My boys picked me up and whisked me away to Overton’s on the water in Norwalk for an overstuffed, buttery lobster roll accompanied by very deeply fried onion rings (“good choice,” the cashier said when I ordered them). We sat at a red coated metal picnic table at the corner of an open deck overlooking the harbor. The sky could not have been any clearer, the temperature any more perfect, nor the company any more delicious. We sat and talked about James Joyce and Shakespeare, and art, and writing, and life while one particularly aggressive seagull perched on the nearby railing, railing at us to share our fare. A more chill egret surveyed the scene from a nearby piling, seemingly disinterested in our meal, and a downright indifferent cormorant sunned himself on a nearby dock. It was idyllic. They presented me with handmade gifts – a brown leather vintage YSL belt to display studded with small stones harvested from the Compo Beach shore that I stroll almost daily; the handwritten Claudius confession scene from Hamlet (one of my favorite). The thought put into these tokens filled me as full as the lobster roll, with fewer calories, less fat, and way more love.

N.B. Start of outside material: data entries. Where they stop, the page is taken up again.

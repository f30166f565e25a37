//! Default in-memory implementation of the pending-queue contract.

use parking_lot::{Condvar, Mutex};
use std::collections::VecDeque;
use vantage_core::{JobQueue, RegistrationJob};

struct QueueState {
    jobs: VecDeque<RegistrationJob>,
    closed: bool,
}

/// Blocking FIFO queue of registration jobs.
///
/// Producers are arbitrary committing threads; the single consumer is the
/// worker. `close()` wakes blocked takers, but jobs already queued are still
/// handed out before `take()` starts returning `None`.
pub struct InMemoryJobQueue {
    state: Mutex<QueueState>,
    cond: Condvar,
}

impl InMemoryJobQueue {
    pub fn new() -> Self {
        Self {
            state: Mutex::new(QueueState {
                jobs: VecDeque::new(),
                closed: false,
            }),
            cond: Condvar::new(),
        }
    }
}

impl Default for InMemoryJobQueue {
    fn default() -> Self {
        Self::new()
    }
}

impl JobQueue for InMemoryJobQueue {
    fn add(&self, job: RegistrationJob) {
        let mut state = self.state.lock();
        if state.closed {
            // Late submissions after shutdown are dropped; the job latch is
            // released so a waiting submitter cannot hang.
            job.done.release();
            return;
        }
        state.jobs.push_back(job);
        self.cond.notify_one();
    }

    fn take(&self) -> Option<RegistrationJob> {
        let mut state = self.state.lock();
        loop {
            if let Some(job) = state.jobs.pop_front() {
                return Some(job);
            }
            if state.closed {
                return None;
            }
            self.cond.wait(&mut state);
        }
    }

    fn is_empty(&self) -> bool {
        self.state.lock().jobs.is_empty()
    }

    fn len(&self) -> usize {
        self.state.lock().jobs.len()
    }

    fn close(&self) {
        let mut state = self.state.lock();
        if !state.closed {
            state.closed = true;
            self.cond.notify_all();
        }
    }
}
//! The pending-queue contract between the controller and the worker.

use crate::id::NodeId;
use crate::sync::Latch;
use std::sync::Arc;

/// One queued registration request for a single tree node.
///
/// At most one live job exists per node; duplicates are rejected upstream by
/// the registry idempotency check, not by the queue.
#[derive(Debug, Clone)]
pub struct RegistrationJob {
    /// The node to register.
    pub node: NodeId,
    /// Whether the submitter blocks on `done` until the job is processed.
    pub wait: bool,
    /// Released exactly once, after the registration attempt finished
    /// (successfully or not).
    pub done: Arc<Latch>,
}

impl RegistrationJob {
    /// A fire-and-forget job for an explicitly added node.
    pub fn new(node: NodeId) -> Self {
        Self {
            node,
            wait: false,
            done: Arc::new(Latch::new()),
        }
    }

    /// A job whose submitter will block until it has been processed.
    pub fn awaited(node: NodeId) -> Self {
        Self {
            node,
            wait: true,
            done: Arc::new(Latch::new()),
        }
    }
}

/// Blocking, order-preserving queue of registration jobs.
///
/// Implementations must be safe for arbitrary producer threads plus the one
/// consumer (the worker).
pub trait JobQueue: Send + Sync {
    /// Append a job to the tail.
    fn add(&self, job: RegistrationJob);

    /// Remove and return the head job, blocking while the queue is empty.
    ///
    /// Returns `None` only after [`close`](JobQueue::close) has been called
    /// and every remaining job has been drained.
    fn take(&self) -> Option<RegistrationJob>;

    /// Momentary emptiness check (the `peek` of the drain protocol).
    fn is_empty(&self) -> bool;

    /// Momentary queue depth.
    fn len(&self) -> usize;

    /// Close the queue, waking blocked takers. Idempotent.
    fn close(&self);
}
//! Configuration for the registration pipeline.
//!
//! Loaded from TOML with environment-variable overrides, validated before
//! use. All values have sensible defaults; a missing config file is not an
//! error for embedders that construct [`PipelineConfig::default`].

use crate::error::{Result, VantageError};
use serde::{Deserialize, Serialize};
use std::path::Path;
use std::time::Duration;
use tracing::{debug, info};

// Environment variable names
pub const ENV_WORKER_THREAD_NAME: &str = "VANTAGE_WORKER_THREAD_NAME";
pub const ENV_SYNTHETIC_NAME_PREFIX: &str = "VANTAGE_SYNTHETIC_NAME_PREFIX";
pub const ENV_STARTUP_TIMEOUT_SECS: &str = "VANTAGE_STARTUP_TIMEOUT_SECS";
pub const ENV_QUEUE_WARN_DEPTH: &str = "VANTAGE_QUEUE_WARN_DEPTH";

/// Pipeline configuration.
#[derive(Debug, Clone, Serialize, Deserialize)]
pub struct PipelineConfig {
    /// Name given to the background worker thread.
    pub worker_thread_name: String,
    /// Prefix for names synthesized when a node carries no usable name hint.
    pub synthetic_name_prefix: String,
    /// How long `start()` waits for the initial backlog to drain.
    pub startup_timeout_secs: u64,
    /// Queue depth at which the controller logs a warning.
    pub queue_warn_depth: usize,
}

impl Default for PipelineConfig {
    fn default() -> Self {
        Self {
            worker_thread_name: "vantage-registration".to_string(),
            synthetic_name_prefix: "unnamed-".to_string(),
            startup_timeout_secs: 60,
            queue_warn_depth: 1024,
        }
    }
}

impl PipelineConfig {
    /// Load configuration from a TOML file, apply env overrides, validate.
    pub fn load_from_path(path: &Path) -> Result<Self> {
        debug!("Loading configuration from: {}", path.display());

        let content = std::fs::read_to_string(path)
            .map_err(|e| VantageError::config(format!("Failed to read config file: {}", e)))?;

        let mut config: Self = toml::from_str(&content)
            .map_err(|e| VantageError::config(format!("Failed to parse config file: {}", e)))?;

        config.merge_env_vars()?;
        config.validate()?;

        info!("Configuration loaded from {}", path.display());
        Ok(config)
    }

    /// Save configuration to a TOML file.
    pub fn save_to_path(&self, path: &Path) -> Result<()> {
        self.validate()?;

        let content = toml::to_string_pretty(self)
            .map_err(|e| VantageError::config(format!("Failed to serialize config: {}", e)))?;

        std::fs::write(path, content)
            .map_err(|e| VantageError::config(format!("Failed to write config file: {}", e)))?;

        Ok(())
    }

    /// Merge environment variable overrides into the configuration.
    pub fn merge_env_vars(&mut self) -> Result<()> {
        if let Ok(name) = std::env::var(ENV_WORKER_THREAD_NAME) {
            debug!("Overriding worker thread name from environment: {}", name);
            self.worker_thread_name = name;
        }

        if let Ok(prefix) = std::env::var(ENV_SYNTHETIC_NAME_PREFIX) {
            debug!("Overriding synthetic name prefix from environment");
            self.synthetic_name_prefix = prefix;
        }

        if let Ok(secs) = std::env::var(ENV_STARTUP_TIMEOUT_SECS) {
            let secs = secs.parse::<u64>().map_err(|e| {
                VantageError::config(format!("Invalid startup timeout in environment: {}", e))
            })?;
            self.startup_timeout_secs = secs;
        }

        if let Ok(depth) = std::env::var(ENV_QUEUE_WARN_DEPTH) {
            let depth = depth.parse::<usize>().map_err(|e| {
                VantageError::config(format!("Invalid queue warn depth in environment: {}", e))
            })?;
            self.queue_warn_depth = depth;
        }

        Ok(())
    }

    /// Validate the configuration.
    pub fn validate(&self) -> Result<()> {
        if self.worker_thread_name.is_empty() {
            return Err(VantageError::config("worker_thread_name must not be empty"));
        }

        if self.startup_timeout_secs == 0 {
            return Err(VantageError::config(
                "startup_timeout_secs must be greater than 0",
            ));
        }

        if self.queue_warn_depth == 0 {
            return Err(VantageError::config(
                "queue_warn_depth must be greater than 0",
            ));
        }

        Ok(())
    }

    /// The startup timeout as a [`Duration`].
    pub fn startup_timeout(&self) -> Duration {
        Duration::from_secs(self.startup_timeout_secs)
    }
}
//! Bidirectional map between tree nodes and their management handles.

use parking_lot::RwLock;
use std::collections::HashMap;
use std::sync::atomic::{AtomicU64, Ordering};
use std::sync::Arc;
use vantage_core::{Handle, NodeId, NodeProxy};

/// One registered node: its handle, its proxy, and its bind sequence number.
#[derive(Clone)]
pub struct RegistryEntry {
    pub handle: Handle,
    pub proxy: Arc<dyn NodeProxy>,
    /// Monotonic bind order; a child's sequence is always greater than its
    /// parent's.
    pub seq: u64,
}

#[derive(Default)]
struct Maps {
    by_node: HashMap<NodeId, RegistryEntry>,
    by_handle: HashMap<Handle, NodeId>,
}

/// Concurrent bidirectional registry of bound nodes.
///
/// Both directions are mutated inside one critical section: a reader never
/// observes a handle present in one map and absent from the other.
#[derive(Default)]
pub struct NodeRegistry {
    maps: RwLock<Maps>,
    next_seq: AtomicU64,
}

impl NodeRegistry {
    pub fn new() -> Self {
        Self::default()
    }

    /// Atomically insert a node in both directions.
    ///
    /// Returns `false` without modifying anything if the node already has an
    /// entry; this is the compare-and-set that prevents double binds when two
    /// registrations converge on a shared ancestor.
    pub fn add(&self, node: NodeId, handle: Handle, proxy: Arc<dyn NodeProxy>) -> bool {
        let mut maps = self.maps.write();
        if maps.by_node.contains_key(&node) {
            return false;
        }

        let seq = self.next_seq.fetch_add(1, Ordering::Relaxed);
        maps.by_handle.insert(handle.clone(), node);
        maps.by_node.insert(node, RegistryEntry { handle, proxy, seq });
        true
    }

    /// Atomically remove the entry for `handle`, if any.
    pub fn remove(&self, handle: &Handle) -> Option<NodeId> {
        let mut maps = self.maps.write();
        let node = maps.by_handle.remove(handle)?;
        maps.by_node.remove(&node);
        Some(node)
    }

    /// Remove `root` and every entry whose handle lies under it.
    ///
    /// Returns the removed nodes. Used after the external registry performed
    /// its (by-convention recursive) unbind, so the local view drops the same
    /// subtree in one critical section.
    pub fn remove_subtree(&self, root: &Handle) -> Vec<NodeId> {
        let mut maps = self.maps.write();
        let doomed: Vec<(NodeId, Handle)> = maps
            .by_node
            .iter()
            .filter(|(_, entry)| entry.handle.is_under(root))
            .map(|(node, entry)| (*node, entry.handle.clone()))
            .collect();

        for (node, handle) in &doomed {
            maps.by_node.remove(node);
            maps.by_handle.remove(handle);
        }

        doomed.into_iter().map(|(node, _)| node).collect()
    }

    /// The handle bound for `node`, if registered.
    pub fn handle_of(&self, node: NodeId) -> Option<Handle> {
        self.maps.read().by_node.get(&node).map(|e| e.handle.clone())
    }

    /// The node bound under `handle`, if any.
    pub fn node_of(&self, handle: &Handle) -> Option<NodeId> {
        self.maps.read().by_handle.get(handle).copied()
    }

    /// The proxy created for `node` at bind time, if registered.
    pub fn proxy_of(&self, node: NodeId) -> Option<Arc<dyn NodeProxy>> {
        self.maps.read().by_node.get(&node).map(|e| e.proxy.clone())
    }

    /// The bind sequence number for `node`, if registered.
    pub fn bound_seq(&self, node: NodeId) -> Option<u64> {
        self.maps.read().by_node.get(&node).map(|e| e.seq)
    }

    /// Whether `node` currently has an entry.
    pub fn is_registered(&self, node: NodeId) -> bool {
        self.maps.read().by_node.contains_key(&node)
    }

    /// Number of registered nodes.
    pub fn len(&self) -> usize {
        self.maps.read().by_node.len()
    }

    /// Whether the registry is empty.
    pub fn is_empty(&self) -> bool {
        self.maps.read().by_node.is_empty()
    }
}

I spent another hour outside with my sister on the bank of the Saugatuck; how fortunate are we to have access to so much shoreline and am I to be able to walk to it. She is a good friend as well as a good sister, and the time alone to talk was as much of a gift as the essential oil diffuser she gave me to bring sweet scents to my home.
I walked back home again in the sunshine, feeling so warmed by it and the simple but deeply satisfying day. Covid be damned: I am a very, very lucky old girl.